(Extracted records Opens)
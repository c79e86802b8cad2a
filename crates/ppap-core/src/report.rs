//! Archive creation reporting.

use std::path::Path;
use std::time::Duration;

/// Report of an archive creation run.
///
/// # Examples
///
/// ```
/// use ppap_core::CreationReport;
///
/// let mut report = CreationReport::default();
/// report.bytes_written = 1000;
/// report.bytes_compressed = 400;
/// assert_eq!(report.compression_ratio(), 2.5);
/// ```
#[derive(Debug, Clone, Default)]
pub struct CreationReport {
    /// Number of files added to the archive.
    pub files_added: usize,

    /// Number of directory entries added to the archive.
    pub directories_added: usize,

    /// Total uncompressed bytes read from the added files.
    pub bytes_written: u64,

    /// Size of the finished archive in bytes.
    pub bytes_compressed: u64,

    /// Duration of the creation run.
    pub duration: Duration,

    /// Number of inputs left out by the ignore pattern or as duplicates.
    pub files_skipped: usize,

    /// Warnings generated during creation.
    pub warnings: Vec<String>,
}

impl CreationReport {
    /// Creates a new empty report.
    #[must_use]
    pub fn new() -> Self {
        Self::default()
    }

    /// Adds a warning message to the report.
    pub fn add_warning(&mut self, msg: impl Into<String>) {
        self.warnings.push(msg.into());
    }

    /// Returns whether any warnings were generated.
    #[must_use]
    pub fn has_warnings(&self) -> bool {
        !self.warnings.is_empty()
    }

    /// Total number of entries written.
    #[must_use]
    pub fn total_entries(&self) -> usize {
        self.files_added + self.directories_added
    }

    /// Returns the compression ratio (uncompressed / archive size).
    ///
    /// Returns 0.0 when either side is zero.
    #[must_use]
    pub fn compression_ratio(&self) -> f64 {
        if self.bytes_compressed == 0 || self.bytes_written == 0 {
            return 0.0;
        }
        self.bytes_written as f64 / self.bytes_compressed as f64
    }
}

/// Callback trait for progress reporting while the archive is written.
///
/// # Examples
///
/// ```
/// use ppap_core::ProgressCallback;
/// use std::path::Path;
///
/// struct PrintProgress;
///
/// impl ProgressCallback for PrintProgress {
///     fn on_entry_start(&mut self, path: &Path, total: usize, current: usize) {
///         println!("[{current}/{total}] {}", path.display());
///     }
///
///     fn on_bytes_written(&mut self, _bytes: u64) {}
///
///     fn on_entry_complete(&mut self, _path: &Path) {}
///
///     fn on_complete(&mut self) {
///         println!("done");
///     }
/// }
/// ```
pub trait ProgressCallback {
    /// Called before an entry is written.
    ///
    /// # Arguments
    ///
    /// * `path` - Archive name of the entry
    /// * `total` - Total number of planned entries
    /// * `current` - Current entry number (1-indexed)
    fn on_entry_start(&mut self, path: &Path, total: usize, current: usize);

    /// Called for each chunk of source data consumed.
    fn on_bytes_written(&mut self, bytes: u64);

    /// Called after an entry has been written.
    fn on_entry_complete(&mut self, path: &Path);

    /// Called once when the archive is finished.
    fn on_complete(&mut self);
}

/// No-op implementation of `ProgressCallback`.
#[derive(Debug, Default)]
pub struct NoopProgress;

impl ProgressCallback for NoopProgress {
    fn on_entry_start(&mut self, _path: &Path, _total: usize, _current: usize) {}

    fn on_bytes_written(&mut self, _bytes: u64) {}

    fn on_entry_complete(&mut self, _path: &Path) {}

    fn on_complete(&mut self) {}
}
(Extracted records Closes)
(Extracted records Opens)
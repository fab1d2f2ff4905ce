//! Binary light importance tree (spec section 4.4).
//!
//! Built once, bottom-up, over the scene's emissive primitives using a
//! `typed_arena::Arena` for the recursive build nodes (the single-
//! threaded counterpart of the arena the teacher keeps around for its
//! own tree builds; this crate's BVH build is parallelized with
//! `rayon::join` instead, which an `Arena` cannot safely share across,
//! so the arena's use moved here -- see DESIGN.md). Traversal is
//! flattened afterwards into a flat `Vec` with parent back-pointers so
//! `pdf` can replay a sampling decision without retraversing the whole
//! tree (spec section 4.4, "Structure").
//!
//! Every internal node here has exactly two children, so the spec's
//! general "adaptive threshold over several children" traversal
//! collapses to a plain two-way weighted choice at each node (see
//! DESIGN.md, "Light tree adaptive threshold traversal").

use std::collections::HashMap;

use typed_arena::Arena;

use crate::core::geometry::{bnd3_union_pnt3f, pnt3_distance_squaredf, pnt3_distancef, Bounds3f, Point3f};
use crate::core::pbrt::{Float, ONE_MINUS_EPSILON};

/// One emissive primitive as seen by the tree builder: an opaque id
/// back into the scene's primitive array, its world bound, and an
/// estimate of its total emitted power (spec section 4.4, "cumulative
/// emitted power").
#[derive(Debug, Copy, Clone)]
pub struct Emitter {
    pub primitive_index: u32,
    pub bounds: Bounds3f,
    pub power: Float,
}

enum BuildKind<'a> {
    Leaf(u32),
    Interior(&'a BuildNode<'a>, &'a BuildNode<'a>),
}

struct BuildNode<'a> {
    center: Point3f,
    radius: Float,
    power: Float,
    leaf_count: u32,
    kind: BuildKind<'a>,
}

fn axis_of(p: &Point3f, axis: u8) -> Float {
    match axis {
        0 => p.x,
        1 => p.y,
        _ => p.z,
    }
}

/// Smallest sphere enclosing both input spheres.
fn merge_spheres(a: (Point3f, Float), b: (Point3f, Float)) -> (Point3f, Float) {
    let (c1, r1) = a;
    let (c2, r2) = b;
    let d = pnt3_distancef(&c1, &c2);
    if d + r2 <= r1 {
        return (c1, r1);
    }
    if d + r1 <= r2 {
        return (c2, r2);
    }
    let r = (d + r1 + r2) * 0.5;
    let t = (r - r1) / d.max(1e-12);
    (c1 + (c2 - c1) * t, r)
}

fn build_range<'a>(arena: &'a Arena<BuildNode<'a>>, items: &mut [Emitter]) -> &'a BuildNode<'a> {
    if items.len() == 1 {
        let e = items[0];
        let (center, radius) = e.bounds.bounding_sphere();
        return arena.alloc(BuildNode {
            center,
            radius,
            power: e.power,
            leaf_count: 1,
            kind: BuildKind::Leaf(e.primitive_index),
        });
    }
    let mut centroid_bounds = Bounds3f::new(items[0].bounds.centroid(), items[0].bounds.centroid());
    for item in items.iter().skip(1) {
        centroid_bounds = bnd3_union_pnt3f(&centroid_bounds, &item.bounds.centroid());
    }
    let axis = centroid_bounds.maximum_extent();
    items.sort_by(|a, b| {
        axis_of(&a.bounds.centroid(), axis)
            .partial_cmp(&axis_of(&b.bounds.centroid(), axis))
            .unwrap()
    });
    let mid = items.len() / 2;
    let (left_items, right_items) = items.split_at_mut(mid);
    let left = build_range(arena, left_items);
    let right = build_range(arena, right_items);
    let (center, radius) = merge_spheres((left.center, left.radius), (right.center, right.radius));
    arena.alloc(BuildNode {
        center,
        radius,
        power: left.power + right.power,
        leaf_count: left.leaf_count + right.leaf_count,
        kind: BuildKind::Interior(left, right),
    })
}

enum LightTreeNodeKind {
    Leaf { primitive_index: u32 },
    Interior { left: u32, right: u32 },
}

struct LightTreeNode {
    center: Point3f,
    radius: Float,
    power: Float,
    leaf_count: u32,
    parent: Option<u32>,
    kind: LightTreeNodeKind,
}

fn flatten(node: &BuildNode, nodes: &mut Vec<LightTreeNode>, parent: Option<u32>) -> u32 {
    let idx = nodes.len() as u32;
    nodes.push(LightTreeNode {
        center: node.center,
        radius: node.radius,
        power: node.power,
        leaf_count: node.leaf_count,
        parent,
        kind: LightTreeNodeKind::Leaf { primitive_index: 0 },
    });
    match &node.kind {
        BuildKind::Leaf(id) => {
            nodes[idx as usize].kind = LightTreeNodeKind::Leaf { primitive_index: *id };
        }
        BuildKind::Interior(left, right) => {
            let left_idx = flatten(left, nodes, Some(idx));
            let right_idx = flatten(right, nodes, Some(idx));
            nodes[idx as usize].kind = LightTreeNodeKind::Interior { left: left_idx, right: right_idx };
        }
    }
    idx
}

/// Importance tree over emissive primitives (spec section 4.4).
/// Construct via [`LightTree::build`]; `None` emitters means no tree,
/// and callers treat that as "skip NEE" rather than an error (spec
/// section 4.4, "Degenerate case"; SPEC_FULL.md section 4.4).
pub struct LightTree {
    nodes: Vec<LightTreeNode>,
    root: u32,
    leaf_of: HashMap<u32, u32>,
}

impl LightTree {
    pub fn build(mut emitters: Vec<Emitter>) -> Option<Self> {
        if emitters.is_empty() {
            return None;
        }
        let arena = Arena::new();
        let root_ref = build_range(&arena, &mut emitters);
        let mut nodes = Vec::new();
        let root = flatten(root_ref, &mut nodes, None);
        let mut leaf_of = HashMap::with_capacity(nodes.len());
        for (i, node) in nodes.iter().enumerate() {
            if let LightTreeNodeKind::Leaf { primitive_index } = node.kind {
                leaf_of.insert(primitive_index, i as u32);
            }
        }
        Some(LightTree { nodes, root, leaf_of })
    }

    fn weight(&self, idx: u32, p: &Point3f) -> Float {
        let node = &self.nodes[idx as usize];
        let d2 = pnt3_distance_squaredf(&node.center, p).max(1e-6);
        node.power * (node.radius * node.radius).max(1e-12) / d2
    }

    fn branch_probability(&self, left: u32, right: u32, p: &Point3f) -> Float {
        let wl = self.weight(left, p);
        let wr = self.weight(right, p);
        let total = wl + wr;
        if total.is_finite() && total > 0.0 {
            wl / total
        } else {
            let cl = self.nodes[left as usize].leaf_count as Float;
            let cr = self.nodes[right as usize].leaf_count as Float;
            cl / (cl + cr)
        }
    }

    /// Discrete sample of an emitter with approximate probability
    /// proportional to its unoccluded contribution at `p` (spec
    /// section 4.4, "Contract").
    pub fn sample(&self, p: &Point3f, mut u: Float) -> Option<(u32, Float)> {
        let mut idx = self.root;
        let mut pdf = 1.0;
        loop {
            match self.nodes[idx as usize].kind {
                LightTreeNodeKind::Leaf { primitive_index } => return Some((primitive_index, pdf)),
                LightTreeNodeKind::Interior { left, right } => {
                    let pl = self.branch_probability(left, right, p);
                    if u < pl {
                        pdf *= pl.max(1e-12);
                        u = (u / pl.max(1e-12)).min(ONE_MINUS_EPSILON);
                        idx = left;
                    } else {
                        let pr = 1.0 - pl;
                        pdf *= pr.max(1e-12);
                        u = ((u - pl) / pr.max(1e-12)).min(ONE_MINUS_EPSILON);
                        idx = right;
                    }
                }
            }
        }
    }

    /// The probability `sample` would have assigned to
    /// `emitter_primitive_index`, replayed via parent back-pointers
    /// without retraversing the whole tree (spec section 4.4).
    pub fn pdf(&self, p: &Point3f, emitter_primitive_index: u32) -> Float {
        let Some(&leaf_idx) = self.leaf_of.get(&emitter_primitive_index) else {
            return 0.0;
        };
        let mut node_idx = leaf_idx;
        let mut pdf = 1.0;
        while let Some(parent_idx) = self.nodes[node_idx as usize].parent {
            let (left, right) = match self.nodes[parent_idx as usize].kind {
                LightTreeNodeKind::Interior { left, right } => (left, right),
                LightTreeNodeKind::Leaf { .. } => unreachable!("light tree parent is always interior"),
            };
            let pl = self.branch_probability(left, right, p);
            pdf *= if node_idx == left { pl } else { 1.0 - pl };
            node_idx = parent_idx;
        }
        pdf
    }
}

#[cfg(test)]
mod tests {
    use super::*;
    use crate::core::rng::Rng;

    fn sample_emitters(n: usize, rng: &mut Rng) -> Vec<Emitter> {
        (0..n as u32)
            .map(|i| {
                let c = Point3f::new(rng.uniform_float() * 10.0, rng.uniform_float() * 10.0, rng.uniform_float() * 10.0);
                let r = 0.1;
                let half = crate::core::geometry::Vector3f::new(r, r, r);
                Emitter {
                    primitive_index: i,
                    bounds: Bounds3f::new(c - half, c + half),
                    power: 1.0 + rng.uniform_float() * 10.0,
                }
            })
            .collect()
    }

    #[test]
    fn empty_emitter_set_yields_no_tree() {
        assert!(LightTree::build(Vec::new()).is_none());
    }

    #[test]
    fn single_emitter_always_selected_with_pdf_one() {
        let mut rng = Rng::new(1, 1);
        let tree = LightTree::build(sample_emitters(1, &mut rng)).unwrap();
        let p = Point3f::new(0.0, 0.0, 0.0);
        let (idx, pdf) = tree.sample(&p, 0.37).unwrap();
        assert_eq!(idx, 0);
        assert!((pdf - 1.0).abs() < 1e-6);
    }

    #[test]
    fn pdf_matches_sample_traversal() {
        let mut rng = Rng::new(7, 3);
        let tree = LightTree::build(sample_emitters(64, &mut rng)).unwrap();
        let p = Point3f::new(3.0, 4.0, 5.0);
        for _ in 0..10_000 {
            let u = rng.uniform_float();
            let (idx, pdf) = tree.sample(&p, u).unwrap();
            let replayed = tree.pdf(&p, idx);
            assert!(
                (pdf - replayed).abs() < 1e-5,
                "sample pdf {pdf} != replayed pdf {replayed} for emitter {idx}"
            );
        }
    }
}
(Extracted records Closes)
(Extracted records Opens)
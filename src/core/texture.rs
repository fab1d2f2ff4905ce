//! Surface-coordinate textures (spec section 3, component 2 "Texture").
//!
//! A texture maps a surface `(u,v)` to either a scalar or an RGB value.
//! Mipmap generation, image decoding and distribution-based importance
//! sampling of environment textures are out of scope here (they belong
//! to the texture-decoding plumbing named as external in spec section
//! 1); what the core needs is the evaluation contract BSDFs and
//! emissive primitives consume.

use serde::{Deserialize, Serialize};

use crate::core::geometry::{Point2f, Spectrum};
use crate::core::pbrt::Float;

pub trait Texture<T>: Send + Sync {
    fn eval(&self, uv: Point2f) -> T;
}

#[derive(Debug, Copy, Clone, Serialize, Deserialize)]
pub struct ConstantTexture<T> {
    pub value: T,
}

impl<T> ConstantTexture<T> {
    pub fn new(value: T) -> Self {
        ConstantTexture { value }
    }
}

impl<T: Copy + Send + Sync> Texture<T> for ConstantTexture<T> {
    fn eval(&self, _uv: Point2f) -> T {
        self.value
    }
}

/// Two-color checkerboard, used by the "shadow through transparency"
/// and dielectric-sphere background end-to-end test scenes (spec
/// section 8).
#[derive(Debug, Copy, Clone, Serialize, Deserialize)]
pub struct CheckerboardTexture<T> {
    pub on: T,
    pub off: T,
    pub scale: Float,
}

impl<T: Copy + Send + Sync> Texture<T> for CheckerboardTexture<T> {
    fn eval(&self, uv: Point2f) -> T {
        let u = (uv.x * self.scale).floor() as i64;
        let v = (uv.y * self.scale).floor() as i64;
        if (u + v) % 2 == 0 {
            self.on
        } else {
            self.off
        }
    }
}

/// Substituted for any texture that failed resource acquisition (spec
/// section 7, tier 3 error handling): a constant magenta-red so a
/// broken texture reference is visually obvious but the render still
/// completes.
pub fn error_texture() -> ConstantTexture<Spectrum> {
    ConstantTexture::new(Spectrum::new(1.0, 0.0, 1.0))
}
(Extracted records Closes)
- _What is required_: Check each line above for the string "scale", then copy the ones that have it.

- _Exercise output_:
    pub scale: Float,
        let u = (uv.x * self.scale).floor() as i64;
        let v = (uv.y * self.scale).floor() as i64;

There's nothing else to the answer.